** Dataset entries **
»»

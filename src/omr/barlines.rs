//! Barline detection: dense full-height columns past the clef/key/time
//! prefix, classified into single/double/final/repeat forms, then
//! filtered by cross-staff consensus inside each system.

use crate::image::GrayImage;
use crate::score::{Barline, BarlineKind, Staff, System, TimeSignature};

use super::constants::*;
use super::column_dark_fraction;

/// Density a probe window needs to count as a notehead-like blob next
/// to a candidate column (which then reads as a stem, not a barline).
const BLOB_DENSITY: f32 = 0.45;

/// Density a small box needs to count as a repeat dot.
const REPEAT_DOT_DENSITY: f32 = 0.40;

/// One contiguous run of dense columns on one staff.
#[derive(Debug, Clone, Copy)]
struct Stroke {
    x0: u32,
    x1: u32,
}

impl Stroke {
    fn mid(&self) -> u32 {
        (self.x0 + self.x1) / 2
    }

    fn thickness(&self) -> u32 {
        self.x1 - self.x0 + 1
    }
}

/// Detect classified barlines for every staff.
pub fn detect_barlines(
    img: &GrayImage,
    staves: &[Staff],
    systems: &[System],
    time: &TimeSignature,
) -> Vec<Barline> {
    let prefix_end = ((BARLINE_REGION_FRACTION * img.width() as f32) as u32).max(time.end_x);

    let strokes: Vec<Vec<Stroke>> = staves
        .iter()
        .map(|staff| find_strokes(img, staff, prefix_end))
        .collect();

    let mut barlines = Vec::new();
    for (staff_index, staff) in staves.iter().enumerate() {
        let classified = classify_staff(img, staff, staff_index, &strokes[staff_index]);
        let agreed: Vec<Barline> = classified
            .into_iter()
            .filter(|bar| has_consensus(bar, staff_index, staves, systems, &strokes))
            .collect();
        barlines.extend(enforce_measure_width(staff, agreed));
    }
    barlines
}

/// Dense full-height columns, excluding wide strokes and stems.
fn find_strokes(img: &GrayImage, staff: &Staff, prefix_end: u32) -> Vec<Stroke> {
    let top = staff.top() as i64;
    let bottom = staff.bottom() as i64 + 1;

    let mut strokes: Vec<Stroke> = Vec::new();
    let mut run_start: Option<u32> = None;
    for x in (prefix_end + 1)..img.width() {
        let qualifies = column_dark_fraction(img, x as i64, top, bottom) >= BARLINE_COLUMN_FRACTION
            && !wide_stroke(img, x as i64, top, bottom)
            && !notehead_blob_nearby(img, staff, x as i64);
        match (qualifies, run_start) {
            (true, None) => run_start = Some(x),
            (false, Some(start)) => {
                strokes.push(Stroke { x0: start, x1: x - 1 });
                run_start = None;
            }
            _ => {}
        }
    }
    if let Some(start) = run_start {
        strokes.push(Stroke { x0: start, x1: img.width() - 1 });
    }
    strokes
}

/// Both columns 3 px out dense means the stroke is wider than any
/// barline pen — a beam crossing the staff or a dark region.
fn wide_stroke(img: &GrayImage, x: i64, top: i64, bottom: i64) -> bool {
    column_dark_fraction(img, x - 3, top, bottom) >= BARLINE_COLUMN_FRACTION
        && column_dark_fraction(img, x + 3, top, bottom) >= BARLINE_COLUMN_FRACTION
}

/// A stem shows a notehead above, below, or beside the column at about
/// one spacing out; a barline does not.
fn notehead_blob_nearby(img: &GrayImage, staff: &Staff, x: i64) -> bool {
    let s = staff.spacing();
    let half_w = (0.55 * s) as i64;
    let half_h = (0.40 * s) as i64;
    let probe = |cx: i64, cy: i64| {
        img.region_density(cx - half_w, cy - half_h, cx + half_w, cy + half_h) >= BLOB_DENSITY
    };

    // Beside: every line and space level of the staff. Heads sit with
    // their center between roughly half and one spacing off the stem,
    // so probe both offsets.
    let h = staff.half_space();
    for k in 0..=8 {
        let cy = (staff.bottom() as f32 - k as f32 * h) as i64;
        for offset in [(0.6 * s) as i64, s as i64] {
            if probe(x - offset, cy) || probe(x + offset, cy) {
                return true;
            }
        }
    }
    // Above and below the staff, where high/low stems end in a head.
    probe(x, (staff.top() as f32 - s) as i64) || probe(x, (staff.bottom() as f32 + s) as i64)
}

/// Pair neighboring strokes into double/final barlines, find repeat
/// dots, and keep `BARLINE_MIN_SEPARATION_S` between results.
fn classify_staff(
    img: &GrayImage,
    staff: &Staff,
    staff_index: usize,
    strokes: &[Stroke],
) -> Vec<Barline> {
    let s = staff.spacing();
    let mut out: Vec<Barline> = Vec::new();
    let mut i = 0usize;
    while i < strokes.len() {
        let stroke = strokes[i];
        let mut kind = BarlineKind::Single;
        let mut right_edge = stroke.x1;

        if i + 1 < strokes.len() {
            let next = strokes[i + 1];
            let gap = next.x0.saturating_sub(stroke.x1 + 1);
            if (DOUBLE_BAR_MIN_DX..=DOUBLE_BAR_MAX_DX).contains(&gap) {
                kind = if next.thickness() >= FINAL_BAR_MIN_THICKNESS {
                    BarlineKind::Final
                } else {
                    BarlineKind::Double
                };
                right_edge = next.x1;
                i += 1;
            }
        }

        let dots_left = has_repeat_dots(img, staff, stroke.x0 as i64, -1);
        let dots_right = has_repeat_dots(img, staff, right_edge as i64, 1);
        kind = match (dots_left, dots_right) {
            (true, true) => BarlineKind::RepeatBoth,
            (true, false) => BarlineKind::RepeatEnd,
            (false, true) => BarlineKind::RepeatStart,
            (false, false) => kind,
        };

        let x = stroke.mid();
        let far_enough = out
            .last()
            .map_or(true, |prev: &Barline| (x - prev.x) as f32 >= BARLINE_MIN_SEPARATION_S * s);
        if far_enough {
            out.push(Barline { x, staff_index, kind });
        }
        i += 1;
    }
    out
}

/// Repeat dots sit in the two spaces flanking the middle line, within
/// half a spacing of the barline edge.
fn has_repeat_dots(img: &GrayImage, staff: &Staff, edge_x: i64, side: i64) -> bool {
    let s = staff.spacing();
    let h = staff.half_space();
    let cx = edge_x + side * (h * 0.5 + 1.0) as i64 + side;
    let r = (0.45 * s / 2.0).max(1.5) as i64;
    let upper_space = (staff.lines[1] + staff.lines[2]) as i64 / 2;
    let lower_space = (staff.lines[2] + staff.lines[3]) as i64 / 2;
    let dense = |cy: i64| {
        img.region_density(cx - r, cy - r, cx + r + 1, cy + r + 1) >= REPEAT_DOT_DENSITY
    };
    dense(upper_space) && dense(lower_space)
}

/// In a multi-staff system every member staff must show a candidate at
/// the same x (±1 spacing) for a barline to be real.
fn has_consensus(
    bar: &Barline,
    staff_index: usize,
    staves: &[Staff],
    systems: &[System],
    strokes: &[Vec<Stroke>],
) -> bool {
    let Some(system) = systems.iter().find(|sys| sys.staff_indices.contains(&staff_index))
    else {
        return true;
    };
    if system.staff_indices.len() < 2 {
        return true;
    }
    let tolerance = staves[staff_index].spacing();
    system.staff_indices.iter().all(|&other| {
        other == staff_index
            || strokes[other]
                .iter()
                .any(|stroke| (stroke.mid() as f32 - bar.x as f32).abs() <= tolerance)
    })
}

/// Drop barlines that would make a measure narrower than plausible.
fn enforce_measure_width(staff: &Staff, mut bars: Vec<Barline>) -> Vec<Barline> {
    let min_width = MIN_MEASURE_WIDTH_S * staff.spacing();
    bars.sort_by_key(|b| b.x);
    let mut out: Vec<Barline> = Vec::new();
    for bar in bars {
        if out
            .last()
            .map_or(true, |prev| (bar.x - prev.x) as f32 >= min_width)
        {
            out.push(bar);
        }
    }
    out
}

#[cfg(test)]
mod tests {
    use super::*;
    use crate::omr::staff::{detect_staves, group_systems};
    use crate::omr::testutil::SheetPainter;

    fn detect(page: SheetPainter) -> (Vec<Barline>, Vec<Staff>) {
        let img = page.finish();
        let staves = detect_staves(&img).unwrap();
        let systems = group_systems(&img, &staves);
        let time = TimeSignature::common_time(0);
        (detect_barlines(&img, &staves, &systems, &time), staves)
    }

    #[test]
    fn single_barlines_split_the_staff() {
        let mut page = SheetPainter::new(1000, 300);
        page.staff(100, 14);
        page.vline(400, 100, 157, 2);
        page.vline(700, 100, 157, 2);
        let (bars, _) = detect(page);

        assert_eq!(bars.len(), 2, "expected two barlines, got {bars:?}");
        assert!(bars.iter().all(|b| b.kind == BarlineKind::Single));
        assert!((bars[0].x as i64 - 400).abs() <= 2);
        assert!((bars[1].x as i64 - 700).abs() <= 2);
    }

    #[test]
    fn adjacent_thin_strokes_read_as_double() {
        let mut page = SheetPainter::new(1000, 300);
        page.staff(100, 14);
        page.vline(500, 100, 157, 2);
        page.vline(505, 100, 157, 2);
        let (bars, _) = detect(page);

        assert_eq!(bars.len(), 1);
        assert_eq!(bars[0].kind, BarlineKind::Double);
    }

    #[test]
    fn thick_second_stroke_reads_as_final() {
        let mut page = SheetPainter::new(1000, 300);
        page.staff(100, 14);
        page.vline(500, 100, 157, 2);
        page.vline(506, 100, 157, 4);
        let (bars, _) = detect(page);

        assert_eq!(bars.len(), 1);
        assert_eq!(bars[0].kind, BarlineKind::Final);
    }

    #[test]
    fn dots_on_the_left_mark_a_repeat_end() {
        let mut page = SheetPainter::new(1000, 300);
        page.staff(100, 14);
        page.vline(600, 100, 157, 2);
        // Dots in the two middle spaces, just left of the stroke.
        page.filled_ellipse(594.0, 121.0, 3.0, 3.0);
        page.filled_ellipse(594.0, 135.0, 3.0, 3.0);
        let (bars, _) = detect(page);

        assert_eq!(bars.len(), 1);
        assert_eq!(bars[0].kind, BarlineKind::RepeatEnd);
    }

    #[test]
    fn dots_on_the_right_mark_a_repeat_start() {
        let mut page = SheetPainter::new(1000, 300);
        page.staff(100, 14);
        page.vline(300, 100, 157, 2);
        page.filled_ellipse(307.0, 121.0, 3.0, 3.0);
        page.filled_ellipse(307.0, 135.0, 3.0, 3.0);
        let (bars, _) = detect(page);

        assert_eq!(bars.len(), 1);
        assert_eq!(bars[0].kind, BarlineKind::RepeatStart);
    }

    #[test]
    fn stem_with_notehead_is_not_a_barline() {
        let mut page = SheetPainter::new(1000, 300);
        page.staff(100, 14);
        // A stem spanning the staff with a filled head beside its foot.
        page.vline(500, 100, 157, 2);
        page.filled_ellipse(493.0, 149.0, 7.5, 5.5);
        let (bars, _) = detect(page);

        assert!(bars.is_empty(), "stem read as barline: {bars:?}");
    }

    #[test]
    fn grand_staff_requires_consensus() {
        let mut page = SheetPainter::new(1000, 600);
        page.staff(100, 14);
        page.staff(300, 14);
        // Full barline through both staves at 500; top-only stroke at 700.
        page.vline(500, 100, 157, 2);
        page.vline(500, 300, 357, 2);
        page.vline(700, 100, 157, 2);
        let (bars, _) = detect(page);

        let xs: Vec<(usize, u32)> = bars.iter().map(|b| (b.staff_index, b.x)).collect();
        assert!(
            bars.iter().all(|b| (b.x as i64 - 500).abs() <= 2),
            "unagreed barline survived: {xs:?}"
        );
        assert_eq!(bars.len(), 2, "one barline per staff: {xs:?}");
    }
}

««
»»

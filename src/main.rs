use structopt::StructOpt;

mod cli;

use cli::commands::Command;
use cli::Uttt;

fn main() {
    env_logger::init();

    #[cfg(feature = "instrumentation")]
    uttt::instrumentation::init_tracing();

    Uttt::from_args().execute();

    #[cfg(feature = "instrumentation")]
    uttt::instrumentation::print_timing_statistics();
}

««
»»

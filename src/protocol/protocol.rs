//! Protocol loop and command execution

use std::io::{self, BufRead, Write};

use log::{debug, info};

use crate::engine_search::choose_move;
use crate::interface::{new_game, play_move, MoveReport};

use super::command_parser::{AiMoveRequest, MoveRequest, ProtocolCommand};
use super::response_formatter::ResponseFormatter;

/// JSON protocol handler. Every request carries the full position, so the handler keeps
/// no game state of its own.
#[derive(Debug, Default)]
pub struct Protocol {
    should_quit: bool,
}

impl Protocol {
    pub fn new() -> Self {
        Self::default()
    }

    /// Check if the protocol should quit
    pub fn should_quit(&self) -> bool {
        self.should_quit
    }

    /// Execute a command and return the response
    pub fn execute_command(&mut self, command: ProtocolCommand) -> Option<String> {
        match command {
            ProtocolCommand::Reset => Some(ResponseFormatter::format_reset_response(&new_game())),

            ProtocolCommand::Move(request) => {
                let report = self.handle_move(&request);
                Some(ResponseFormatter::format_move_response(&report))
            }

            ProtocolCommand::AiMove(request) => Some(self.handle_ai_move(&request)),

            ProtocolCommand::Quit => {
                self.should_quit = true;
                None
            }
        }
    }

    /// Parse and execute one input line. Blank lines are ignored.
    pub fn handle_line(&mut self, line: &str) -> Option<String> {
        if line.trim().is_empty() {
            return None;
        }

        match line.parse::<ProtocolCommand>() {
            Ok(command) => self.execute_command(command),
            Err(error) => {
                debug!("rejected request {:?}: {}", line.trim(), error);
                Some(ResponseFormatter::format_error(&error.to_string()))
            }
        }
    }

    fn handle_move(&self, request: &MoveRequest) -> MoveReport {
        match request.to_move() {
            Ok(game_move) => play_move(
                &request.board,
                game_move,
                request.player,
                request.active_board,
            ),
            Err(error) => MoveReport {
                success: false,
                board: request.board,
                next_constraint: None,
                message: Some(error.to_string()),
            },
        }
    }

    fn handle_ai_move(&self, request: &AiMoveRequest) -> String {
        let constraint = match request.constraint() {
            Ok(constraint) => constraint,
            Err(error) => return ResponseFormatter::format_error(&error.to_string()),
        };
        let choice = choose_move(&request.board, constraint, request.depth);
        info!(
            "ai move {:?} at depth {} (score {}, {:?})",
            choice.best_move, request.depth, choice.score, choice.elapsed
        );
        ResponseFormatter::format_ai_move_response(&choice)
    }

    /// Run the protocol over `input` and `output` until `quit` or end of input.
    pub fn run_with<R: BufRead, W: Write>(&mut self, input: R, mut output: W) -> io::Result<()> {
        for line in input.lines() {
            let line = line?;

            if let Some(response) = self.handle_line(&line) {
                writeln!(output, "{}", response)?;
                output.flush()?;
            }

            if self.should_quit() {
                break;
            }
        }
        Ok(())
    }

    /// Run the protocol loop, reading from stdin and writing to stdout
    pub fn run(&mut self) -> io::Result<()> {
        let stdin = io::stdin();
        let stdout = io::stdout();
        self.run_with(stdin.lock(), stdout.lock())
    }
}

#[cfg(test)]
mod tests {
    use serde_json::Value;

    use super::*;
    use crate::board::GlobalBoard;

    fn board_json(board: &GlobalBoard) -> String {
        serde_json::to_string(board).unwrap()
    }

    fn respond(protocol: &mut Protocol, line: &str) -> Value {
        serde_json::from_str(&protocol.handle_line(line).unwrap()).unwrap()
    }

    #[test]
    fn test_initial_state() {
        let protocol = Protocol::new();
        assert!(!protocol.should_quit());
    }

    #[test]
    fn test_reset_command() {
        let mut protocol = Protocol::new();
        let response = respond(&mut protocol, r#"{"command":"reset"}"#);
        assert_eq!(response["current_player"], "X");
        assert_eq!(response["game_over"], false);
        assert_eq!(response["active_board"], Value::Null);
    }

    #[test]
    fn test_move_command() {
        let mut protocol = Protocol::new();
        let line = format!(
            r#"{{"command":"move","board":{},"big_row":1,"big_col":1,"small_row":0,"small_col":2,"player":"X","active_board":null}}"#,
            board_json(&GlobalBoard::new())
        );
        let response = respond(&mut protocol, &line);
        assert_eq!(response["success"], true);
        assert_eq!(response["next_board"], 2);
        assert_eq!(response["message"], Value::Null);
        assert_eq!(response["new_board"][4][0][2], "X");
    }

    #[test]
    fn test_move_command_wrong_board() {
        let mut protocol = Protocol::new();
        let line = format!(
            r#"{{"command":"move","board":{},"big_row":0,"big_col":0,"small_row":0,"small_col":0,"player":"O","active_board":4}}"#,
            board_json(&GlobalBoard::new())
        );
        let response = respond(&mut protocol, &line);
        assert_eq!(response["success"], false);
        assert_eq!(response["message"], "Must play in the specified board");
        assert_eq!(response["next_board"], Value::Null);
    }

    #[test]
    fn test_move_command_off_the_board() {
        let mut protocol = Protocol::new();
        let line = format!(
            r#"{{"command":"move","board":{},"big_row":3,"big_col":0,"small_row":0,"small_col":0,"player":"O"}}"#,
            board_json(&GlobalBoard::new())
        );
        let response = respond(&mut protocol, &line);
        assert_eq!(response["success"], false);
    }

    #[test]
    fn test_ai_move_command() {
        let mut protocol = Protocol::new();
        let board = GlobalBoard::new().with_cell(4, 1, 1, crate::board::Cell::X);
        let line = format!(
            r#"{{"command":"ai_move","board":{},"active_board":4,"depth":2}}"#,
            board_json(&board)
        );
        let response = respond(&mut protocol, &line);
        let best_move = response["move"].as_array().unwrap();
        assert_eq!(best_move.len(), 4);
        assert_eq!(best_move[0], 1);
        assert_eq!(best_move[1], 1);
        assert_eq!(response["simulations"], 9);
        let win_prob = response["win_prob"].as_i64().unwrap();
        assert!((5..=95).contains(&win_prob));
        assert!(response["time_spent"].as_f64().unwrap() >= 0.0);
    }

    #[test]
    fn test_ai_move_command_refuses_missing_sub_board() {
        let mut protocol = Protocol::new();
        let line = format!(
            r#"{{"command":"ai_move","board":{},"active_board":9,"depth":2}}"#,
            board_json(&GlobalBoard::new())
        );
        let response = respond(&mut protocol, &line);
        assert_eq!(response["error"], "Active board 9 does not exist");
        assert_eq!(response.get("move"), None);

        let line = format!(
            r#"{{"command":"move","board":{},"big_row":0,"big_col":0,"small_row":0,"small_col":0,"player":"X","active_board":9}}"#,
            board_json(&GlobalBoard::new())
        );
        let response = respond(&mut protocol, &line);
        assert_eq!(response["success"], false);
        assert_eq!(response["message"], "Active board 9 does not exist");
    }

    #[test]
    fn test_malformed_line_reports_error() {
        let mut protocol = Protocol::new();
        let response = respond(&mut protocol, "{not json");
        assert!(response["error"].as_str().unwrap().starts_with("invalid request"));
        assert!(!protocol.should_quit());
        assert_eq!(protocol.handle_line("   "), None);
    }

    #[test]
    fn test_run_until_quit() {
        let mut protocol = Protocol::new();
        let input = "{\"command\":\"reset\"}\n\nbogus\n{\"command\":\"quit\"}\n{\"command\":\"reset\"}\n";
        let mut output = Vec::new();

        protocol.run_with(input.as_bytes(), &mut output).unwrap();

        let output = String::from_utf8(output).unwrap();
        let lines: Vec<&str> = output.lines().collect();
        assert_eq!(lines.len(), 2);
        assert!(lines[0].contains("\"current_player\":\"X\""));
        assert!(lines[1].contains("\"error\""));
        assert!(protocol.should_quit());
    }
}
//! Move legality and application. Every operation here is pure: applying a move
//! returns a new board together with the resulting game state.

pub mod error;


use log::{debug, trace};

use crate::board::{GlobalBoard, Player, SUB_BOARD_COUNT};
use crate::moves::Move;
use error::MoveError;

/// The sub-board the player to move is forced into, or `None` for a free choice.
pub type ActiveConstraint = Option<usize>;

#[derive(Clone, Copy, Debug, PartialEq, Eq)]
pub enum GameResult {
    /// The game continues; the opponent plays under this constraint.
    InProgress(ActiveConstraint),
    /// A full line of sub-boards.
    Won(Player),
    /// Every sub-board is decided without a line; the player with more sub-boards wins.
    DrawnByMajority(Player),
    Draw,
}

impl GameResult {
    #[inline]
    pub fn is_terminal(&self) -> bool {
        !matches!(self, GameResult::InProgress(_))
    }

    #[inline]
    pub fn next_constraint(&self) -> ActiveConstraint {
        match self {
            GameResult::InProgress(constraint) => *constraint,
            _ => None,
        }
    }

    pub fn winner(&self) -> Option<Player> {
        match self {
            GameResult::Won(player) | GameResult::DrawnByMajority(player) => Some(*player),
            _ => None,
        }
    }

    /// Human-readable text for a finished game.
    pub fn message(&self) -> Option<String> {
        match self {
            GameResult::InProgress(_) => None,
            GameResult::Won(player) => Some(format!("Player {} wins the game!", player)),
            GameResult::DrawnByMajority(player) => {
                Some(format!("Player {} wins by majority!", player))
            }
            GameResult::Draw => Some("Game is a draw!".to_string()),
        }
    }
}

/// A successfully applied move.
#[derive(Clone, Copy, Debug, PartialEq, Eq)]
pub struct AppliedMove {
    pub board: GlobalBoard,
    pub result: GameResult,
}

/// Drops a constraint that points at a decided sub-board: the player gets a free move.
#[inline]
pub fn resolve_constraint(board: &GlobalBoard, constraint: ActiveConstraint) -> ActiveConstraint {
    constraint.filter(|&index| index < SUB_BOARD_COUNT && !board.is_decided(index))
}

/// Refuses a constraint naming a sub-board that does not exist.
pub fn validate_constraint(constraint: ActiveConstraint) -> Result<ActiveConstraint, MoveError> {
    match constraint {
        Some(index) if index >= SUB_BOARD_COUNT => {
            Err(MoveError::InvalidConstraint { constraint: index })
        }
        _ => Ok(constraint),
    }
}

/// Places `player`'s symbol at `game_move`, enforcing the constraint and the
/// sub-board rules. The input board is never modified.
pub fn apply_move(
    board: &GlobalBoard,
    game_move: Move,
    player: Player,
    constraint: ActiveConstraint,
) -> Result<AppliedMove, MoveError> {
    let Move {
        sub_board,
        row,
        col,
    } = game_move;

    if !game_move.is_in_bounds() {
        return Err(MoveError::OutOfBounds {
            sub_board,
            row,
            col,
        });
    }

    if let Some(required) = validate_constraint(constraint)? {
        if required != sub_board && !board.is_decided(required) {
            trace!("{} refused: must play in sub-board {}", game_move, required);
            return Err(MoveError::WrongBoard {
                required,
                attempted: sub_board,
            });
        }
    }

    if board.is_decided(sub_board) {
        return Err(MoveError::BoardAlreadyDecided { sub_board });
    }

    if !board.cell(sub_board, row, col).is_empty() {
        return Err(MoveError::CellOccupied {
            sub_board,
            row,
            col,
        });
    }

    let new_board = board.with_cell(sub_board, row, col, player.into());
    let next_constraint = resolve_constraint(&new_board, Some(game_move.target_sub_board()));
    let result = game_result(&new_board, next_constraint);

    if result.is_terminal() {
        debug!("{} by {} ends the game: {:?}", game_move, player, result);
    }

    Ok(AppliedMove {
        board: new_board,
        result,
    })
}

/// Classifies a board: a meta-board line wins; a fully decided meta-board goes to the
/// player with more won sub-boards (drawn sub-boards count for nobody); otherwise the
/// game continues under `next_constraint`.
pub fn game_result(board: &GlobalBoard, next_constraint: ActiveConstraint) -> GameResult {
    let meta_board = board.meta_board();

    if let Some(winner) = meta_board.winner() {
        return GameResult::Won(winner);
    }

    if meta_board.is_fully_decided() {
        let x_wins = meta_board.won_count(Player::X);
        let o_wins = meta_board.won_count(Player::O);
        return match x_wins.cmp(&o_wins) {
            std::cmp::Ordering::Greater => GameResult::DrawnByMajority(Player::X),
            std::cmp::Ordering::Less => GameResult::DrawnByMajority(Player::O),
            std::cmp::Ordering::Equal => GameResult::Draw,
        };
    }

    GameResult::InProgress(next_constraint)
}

««

** TASK OBJECTIVE **
Count the lines above that contain the word "Option". Give only the number.

** RESPONSE **
6